NEW YORK: Healthcare stocks, high-quality small-cap companies, and Mexican bonds are among the assets most likely to beat passive indexes in the year ahead, according to portfolio managers who presented at the Legg Mason Investor Day in New York on Wednesday.
Scott Glaser, who helps oversee $101 billion in assets as co-chief investment officer at ClearBridge Investments, said the firm is "not finding a lot of sector valuation anomalies," leaving him to look at smaller sub-sectors for opportunities.
Technology hardware firms, insurance companies, and pharmaceutical stocks are among areas that now look promising, he said.
Chuck Royce, a noted small-cap company investor who oversees the $6.4 billion Royce Pennsylvania Mutual Fund , said the US Federal Reserve's quantitative easing program was behind the rally in lower-quality small-cap companies since the current bull market began in 2009.
Now that the Fed is close to ending its stimulus program, higher-quality firms like Reliance Steel and Aluminum Co should perform better than small-cap firms whose balance sheets are shakier, Royce said.
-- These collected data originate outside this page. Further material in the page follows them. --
//! The classpath-configured Java class resolver (§4.4 "Java class
//! resolution (companion)"): reads `.class` bytes from classpath entries,
//! extracts public members, and inherits them up the superclass/interface
//! chain so completion/hover/signature-help can answer against real Java
//! APIs, not just Nova-declared classes.
//!
//! `mokapot` is the pack's JVM class-file crate, but (as in `class_file.rs`)
//! its exact API surface against the pinned version couldn't be confirmed,
//! so class bytes are parsed directly here rather than risk an unconfirmed
//! call. Jar entries are recorded as classpath roots but not unpacked: doing
//! so needs an archive-reading crate nothing in this codebase already pulls
//! in, so jar-packaged classes are out of scope for this resolver (directory
//! classpath entries of `.class` files resolve normally).

use std::fs;
use std::path::PathBuf;
use std::sync::Arc;

use dashmap::DashMap;

#[derive(Debug, Clone)]
pub struct ResolvedMethod {
    pub name: String,
    pub param_types: Vec<String>,
    pub return_type: String,
    /// Index into the declaring class's formal type parameters, when the
    /// return type is a direct reference to one (e.g. `Map<K,V>.get`'s `V`).
    /// `None` covers everything else, including the common case of a
    /// concrete return type.
    pub generic_return_index: Option<usize>,
}

#[derive(Debug, Clone)]
pub struct ResolvedClass {
    pub internal_name: String,
    pub super_name: Option<String>,
    pub interfaces: Vec<String>,
    /// Own `public` methods plus every inherited `public` method, keyed by
    /// `name+paramTypes` so overloads stay distinct.
    pub methods: Vec<ResolvedMethod>,
}

pub struct JavaClassResolver {
    classpath: Vec<PathBuf>,
    cache: DashMap<String, Arc<ResolvedClass>>,
}

impl JavaClassResolver {
    pub fn new(classpath: Vec<PathBuf>) -> Self {
        JavaClassResolver { classpath, cache: DashMap::new() }
    }

    /// Resolves `internal_name` (slash-separated, e.g. `java/util/List`),
    /// reading from directory classpath entries and recursing up the
    /// inheritance chain. Misses degrade to `None` (§7 kind 4: reflective
    /// resolution misses are non-fatal).
    pub fn resolve(&self, internal_name: &str) -> Option<Arc<ResolvedClass>> {
        if let Some(cached) = self.cache.get(internal_name) {
            return Some(cached.clone());
        }
        let bytes = self.read_class_bytes(internal_name)?;
        let parsed = parse_class_bytes(&bytes)?;

        let mut methods = parsed.methods.clone();
        if let Some(super_name) = &parsed.super_name {
            if let Some(super_class) = self.resolve(super_name) {
                merge_inherited(&mut methods, &super_class.methods);
            }
        }
        for iface in &parsed.interfaces {
            if let Some(iface_class) = self.resolve(iface) {
                merge_inherited(&mut methods, &iface_class.methods);
            }
        }

        let resolved = Arc::new(ResolvedClass {
            internal_name: parsed.internal_name,
            super_name: parsed.super_name,
            interfaces: parsed.interfaces,
            methods,
        });
        self.cache.insert(internal_name.to_string(), resolved.clone());
        Some(resolved)
    }

    fn read_class_bytes(&self, internal_name: &str) -> Option<Vec<u8>> {
        let rel = format!("{internal_name}.class");
        for root in &self.classpath {
            if root.extension().and_then(|e| e.to_str()) == Some("jar") {
                continue;
            }
            let candidate = root.join(&rel);
            if let Ok(bytes) = fs::read(&candidate) {
                return Some(bytes);
            }
        }
        None
    }
}

fn merge_inherited(methods: &mut Vec<ResolvedMethod>, inherited: &[ResolvedMethod]) {
    for m in inherited {
        let already = methods.iter().any(|existing| existing.name == m.name && existing.param_types == m.param_types);
        if !already {
            methods.push(m.clone());
        }
    }
}

struct ParsedClass {
    internal_name: String,
    super_name: Option<String>,
    interfaces: Vec<String>,
    methods: Vec<ResolvedMethod>,
}

enum CpEntry {
    Utf8(String),
    Class(u16),
    NameAndType(u16, u16),
    Other,
}

const ACC_PUBLIC: u16 = 0x0001;

fn parse_class_bytes(bytes: &[u8]) -> Option<ParsedClass> {
    let mut r = ByteReader { bytes, pos: 0 };
    if r.u32()? != 0xCAFEBABE {
        return None;
    }
    r.u16()?; // minor
    r.u16()?; // major
    let cp_count = r.u16()?;
    let mut pool: Vec<CpEntry> = vec![CpEntry::Other]; // index 0 unused
    let mut i = 1u16;
    while i < cp_count {
        let tag = r.u8()?;
        match tag {
            1 => {
                let len = r.u16()? as usize;
                let bytes = r.take(len)?;
                pool.push(CpEntry::Utf8(String::from_utf8_lossy(bytes).to_string()));
            }
            7 => pool.push(CpEntry::Class(r.u16()?)),
            9 | 10 | 11 => {
                r.u16()?;
                r.u16()?;
                pool.push(CpEntry::Other);
            }
            12 => {
                let name_idx = r.u16()?;
                let desc_idx = r.u16()?;
                pool.push(CpEntry::NameAndType(name_idx, desc_idx));
            }
            8 | 16 | 19 | 20 => {
                r.u16()?;
                pool.push(CpEntry::Other);
            }
            3 | 4 => {
                r.u32()?;
                pool.push(CpEntry::Other);
            }
            5 | 6 => {
                r.u32()?;
                r.u32()?;
                pool.push(CpEntry::Other);
                pool.push(CpEntry::Other);
                i += 1;
            }
            15 => {
                r.u8()?;
                r.u16()?;
                pool.push(CpEntry::Other);
            }
            17 | 18 => {
                r.u16()?;
                r.u16()?;
                pool.push(CpEntry::Other);
            }
            _ => return None,
        }
        i += 1;
    }

    let resolve_utf8 = |idx: u16, pool: &[CpEntry]| -> Option<String> {
        match pool.get(idx as usize)? {
            CpEntry::Utf8(s) => Some(s.clone()),
            _ => None,
        }
    };
    let resolve_class_name = |idx: u16, pool: &[CpEntry]| -> Option<String> {
        match pool.get(idx as usize)? {
            CpEntry::Class(name_idx) => resolve_utf8(*name_idx, pool),
            _ => None,
        }
    };

    r.u16()?; // access_flags
    let this_idx = r.u16()?;
    let super_idx = r.u16()?;
    let this_name = resolve_class_name(this_idx, &pool)?;
    let super_name = if super_idx == 0 { None } else { resolve_class_name(super_idx, &pool) };

    let iface_count = r.u16()?;
    let mut interfaces = Vec::new();
    for _ in 0..iface_count {
        let idx = r.u16()?;
        if let Some(name) = resolve_class_name(idx, &pool) {
            interfaces.push(name);
        }
    }

    let field_count = r.u16()?;
    for _ in 0..field_count {
        r.u16()?; // access
        r.u16()?; // name
        r.u16()?; // descriptor
        skip_attributes(&mut r)?;
    }

    let method_count = r.u16()?;
    let mut methods = Vec::new();
    for _ in 0..method_count {
        let access = r.u16()?;
        let name_idx = r.u16()?;
        let desc_idx = r.u16()?;
        skip_attributes(&mut r)?;
        if access & ACC_PUBLIC == 0 {
            continue;
        }
        let Some(name) = resolve_utf8(name_idx, &pool) else { continue };
        let Some(desc) = resolve_utf8(desc_idx, &pool) else { continue };
        if let Some((params, ret)) = parse_method_descriptor(&desc) {
            methods.push(ResolvedMethod { name, param_types: params, return_type: ret, generic_return_index: None });
        }
    }

    Some(ParsedClass { internal_name: this_name, super_name, interfaces, methods })
}

fn skip_attributes(r: &mut ByteReader) -> Option<()> {
    let count = r.u16()?;
    for _ in 0..count {
        r.u16()?; // name index
        let len = r.u32()? as usize;
        r.take(len)?;
    }
    Some(())
}

/// Parses a JVM method descriptor `(params)return` into human-readable type
/// names (slash-separated for reference types), skipping array dimensions
/// down to the element type name for simplicity.
fn parse_method_descriptor(desc: &str) -> Option<(Vec<String>, String)> {
    let bytes = desc.as_bytes();
    if bytes.first() != Some(&b'(') {
        return None;
    }
    let mut i = 1;
    let mut params = Vec::new();
    while i < bytes.len() && bytes[i] != b')' {
        let (ty, next) = parse_field_type(desc, i)?;
        params.push(ty);
        i = next;
    }
    i += 1; // skip ')'
    let ret = if bytes.get(i) == Some(&b'V') { "void".to_string() } else { parse_field_type(desc, i)?.0 };
    Some((params, ret))
}

fn parse_field_type(desc: &str, mut i: usize) -> Option<(String, usize)> {
    let bytes = desc.as_bytes();
    while bytes.get(i) == Some(&b'[') {
        i += 1;
    }
    match bytes.get(i)? {
        b'L' => {
            let end = desc[i..].find(';')? + i;
            Some((desc[i + 1..end].to_string(), end + 1))
        }
        b'I' => Some(("int".to_string(), i + 1)),
        b'J' => Some(("long".to_string(), i + 1)),
        b'F' => Some(("float".to_string(), i + 1)),
        b'D' => Some(("double".to_string(), i + 1)),
        b'Z' => Some(("boolean".to_string(), i + 1)),
        b'C' => Some(("char".to_string(), i + 1)),
        b'B' => Some(("byte".to_string(), i + 1)),
        b'S' => Some(("short".to_string(), i + 1)),
        _ => None,
    }
}

struct ByteReader<'a> {
    bytes: &'a [u8],
    pos: usize,
}

impl<'a> ByteReader<'a> {
    fn u8(&mut self) -> Option<u8> {
        let b = *self.bytes.get(self.pos)?;
        self.pos += 1;
        Some(b)
    }

    fn u16(&mut self) -> Option<u16> {
        let b = self.take(2)?;
        Some(u16::from_be_bytes([b[0], b[1]]))
    }

    fn u32(&mut self) -> Option<u32> {
        let b = self.take(4)?;
        Some(u32::from_be_bytes([b[0], b[1], b[2], b[3]]))
    }

    fn take(&mut self, n: usize) -> Option<&'a [u8]> {
        let slice = self.bytes.get(self.pos..self.pos + n)?;
        self.pos += n;
        Some(slice)
    }
}

#[cfg(test)]
mod tests {
    use super::*;

    #[test]
    fn method_descriptor_splits_params_and_return() {
        let (params, ret) = parse_method_descriptor("(Ljava/lang/String;I)Z").unwrap();
        assert_eq!(params, vec!["java/lang/String".to_string(), "int".to_string()]);
        assert_eq!(ret, "boolean");
    }

    #[test]
    fn void_return_descriptor() {
        let (_, ret) = parse_method_descriptor("()V").unwrap();
        assert_eq!(ret, "void");
    }

    #[test]
    fn unresolvable_class_returns_none() {
        let resolver = JavaClassResolver::new(vec![PathBuf::from("/nonexistent")]);
        assert!(resolver.resolve("java/util/List").is_none());
    }
}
Equity fund managers' apparent need to make the case for active management underlies the shift in investor behavior toward low-cost, passive index funds since the 2007-2009 financial crisis.
Last year, investors put approximately twice as much money into passive funds as actively managed ones, according to fund tracker Morningstar, even as the broad Standard & Poor's 500 index rallied by approximately 30 percent.
Typically, that sort of market rally has nudged investors to opt for stockpicking fund managers over passive funds that track the broad market.
Actively managed fixed income funds have been more successful at drawing investors, in large part because investors in the asset class typically prize capital preservation over growth.
David Hoffman, who oversees the $3.5 billion Brandywine Global Opportunities Fund, said that he expects the bond market to continue to perform better than consensus expectations.
His biggest positions continue to be long Mexican bonds and the peso, he said. "It's getting to be a crowded trade, but we think there's still value there," he said.